I used to be a lot more selfish about my songs, and now I feel like I'm much more tuned in to the function that they serve for other people. So, I'm really happy with the place that that song holds for people. That's the purpose of music, to touch people and have some meaning in their lives.
Songfacts: Not a lot of people know you sang backing vocals on the King's X album Ear Candy.
Phillips: To the best of my knowledge, that was the only ever King's X guest vocal, which I'm terribly proud of. I don't have a lot of firsts or onlys in my life. Dug [Pinnick] was a big Toad fan and we hit it off and became friends. They were in Los Angeles recording and I got to listen to him track a few vocals. He's just an amazing musician, a really wonderful guy, and asked if I wanted to sing on something. I thought they were great - Dogman was one of my favorite albums ever. Dogman just kicked ass. I was a huge fan from that, so it felt really lucky to get invited in.

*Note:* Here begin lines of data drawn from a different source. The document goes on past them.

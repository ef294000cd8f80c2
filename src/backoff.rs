// Copyright (c) 2025-2026 Adrian Robinson. Licensed under the AGPL-3.0.
// See LICENSE file in the project root for full license text.

//! Adaptive poll backoff.
//!
//! A healthy replica does not need to be polled twice a second. After
//! `backoff_success_count` consecutive healthy polls the sleep between cycles
//! grows by one second per further healthy poll, up to `max_backoff_seconds`.
//!
//! ```text
//!                healthy poll (count >= threshold)
//!          ┌───────────────────────────────────────┐
//!          │                                       ↓
//!   backoff = n ─── healthy ──→ backoff = min(n + 1, ceiling)
//!          ↑
//!          │ error or remediation: backoff = 0, count = 0
//!          │ falling behind:       count = 0, backoff kept
//! ```
//!
//! There is no explicit decrement. The only way down from the ceiling is an
//! error or a remediation, both of which drop straight to 0.

use crate::config::{GlobalConfig, PollIntervals};
use std::time::Duration;

/// Backoff state for one replica.
#[derive(Debug, Clone, Default, PartialEq, Eq)]
pub struct Backoff {
    /// Consecutive healthy error-free polls.
    pub zero_err_count: u32,
    /// Current sleep between outer cycles, in seconds. 0 = not backed off.
    pub seconds: u32,
    /// `Seconds_Behind_Master` from the previous error-free poll.
    pub last_seconds_behind: i64,
}

impl Backoff {
    /// A remediation is about to run: resume tight polling immediately.
    pub fn reset_for_action(&mut self) {
        self.zero_err_count = 0;
        self.seconds = 0;
    }

    /// A nonzero errno with no remediation.
    ///
    /// Returns `true` if the replica was backed off, i.e. the reset is worth
    /// logging.
    pub fn reset_for_error(&mut self) -> bool {
        self.zero_err_count = 0;
        let was_backed_off = self.seconds > 0;
        self.seconds = 0;
        was_backed_off
    }

    /// An error-free poll.
    ///
    /// Healthy means caught up (`seconds_behind == 0`) or progressing (the
    /// previous value was known and positive and this one is not larger).
    /// Returns the new backoff when it is a value worth logging: 1, a
    /// multiple of 5, or the ceiling. A replica held at the ceiling reports
    /// it on every healthy poll.
    pub fn record_clean(&mut self, seconds_behind: i64, config: &GlobalConfig) -> Option<u32> {
        let caught_up = seconds_behind == 0;
        let progressing = self.last_seconds_behind > 0 && seconds_behind <= self.last_seconds_behind;
        self.last_seconds_behind = seconds_behind;

        if !(caught_up || progressing) {
            // Falling behind: start counting again but keep the current sleep.
            self.zero_err_count = 0;
            return None;
        }

        self.zero_err_count = self.zero_err_count.saturating_add(1);
        if self.zero_err_count < config.backoff_success_count {
            return None;
        }

        let ceiling = config.max_backoff_seconds;
        self.seconds = self.seconds.saturating_add(1).min(ceiling);

        if is_milestone(self.seconds, ceiling) {
            Some(self.seconds)
        } else {
            None
        }
    }

    /// Whether polling is currently slowed down.
    pub fn is_backed_off(&self) -> bool {
        self.seconds > 0
    }

    /// Sleep to apply after an outer poll cycle.
    pub fn sleep_interval(&self, intervals: &PollIntervals) -> Duration {
        if self.seconds > 0 {
            Duration::from_secs(u64::from(self.seconds))
        } else {
            intervals.idle_interval_duration()
        }
    }
}

fn is_milestone(seconds: u32, ceiling: u32) -> bool {
    seconds == 1 || seconds % 5 == 0 || seconds == ceiling
}
//! Fuzz target for the lag indicator.
//!
//! Arbitrary (including regressing or extreme) positions and poll gaps must
//! never panic, and the reported lag must always be read minus exec.

#![no_main]

use libfuzzer_sys::fuzz_target;
use replica_watchdog::indicator::RateWindow;
use replica_watchdog::status::SlaveStatus;
use std::time::Duration;
use tokio::time::Instant;

fuzz_target!(|polls: Vec<(i64, i64, u16)>| {
    let mut now = Instant::now();
    let mut window = RateWindow::new(now);

    for (read, exec, gap_ms) in polls {
        now += Duration::from_millis(u64::from(gap_ms));
        let status = SlaveStatus {
            read_master_log_pos: read,
            exec_master_log_pos: exec,
            ..Default::default()
        };
        let indicator = window.observe(&status, now);
        assert_eq!(indicator.lag(), status.lag_bytes());
        let _ = indicator.to_string();
    }
});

They're an amazing band. What lives and what history and what a complexity of the world in which they came up.4 I think Dug is so brave and good. The world in which they came up and the judgment that they faced from their original fanbase, and to hold on to their pride and who they are, and keep making the music they make, and document through all of it with such honesty and bravery... they're awesome, man.
November 1, 2022
Get tour dates and find out where to hear the album at glenphillips.com.
Adam Duritz of Counting Crows
Jesse Valenzuela of Gin Blossoms
Brian Vander Ark of The Verve Pipe
Kevin Griffin of Better Than Ezra
King's X: The Oral History - An Excerpt
Photos: Chris Orwig
- 1] Glen has a writer credit on a great Shawn Mullins song called "Beautiful Wreck." They started writing the song in 2002 but didn't finish it. A few years later, Mullins came across Glen's handwritten lyric and figured out how to structure the song. He released it on his 2006 album 9th Ward Pickin Parlor. (back)
- 2] Matt the Electrician is the stage name of Matt Sever, a folk singer-songwriter who worked as an electrician to pay the bills while he was starting his music career. Several tunes from Phillips' 2016 solo album, Swallowed By The New, were inspired by Sever's songwriting prompts, including "Reconstructing the Diary," "My Criminal Career," "Leaving Old Town," and "Held Up." (back)
- 3] Bob Schneider is an Austin, Texas-based musician who was the lead singer and primary songwriter for the rock band Ugly Americans before he embarked on a solo career in the early 2000s. He came up with the Song Game to combat procrastination, and many songwriters have joined the weekly songwriting challenge over the years - including Jason Mraz, who wrote "Coyotes" based on a game phrase. (back)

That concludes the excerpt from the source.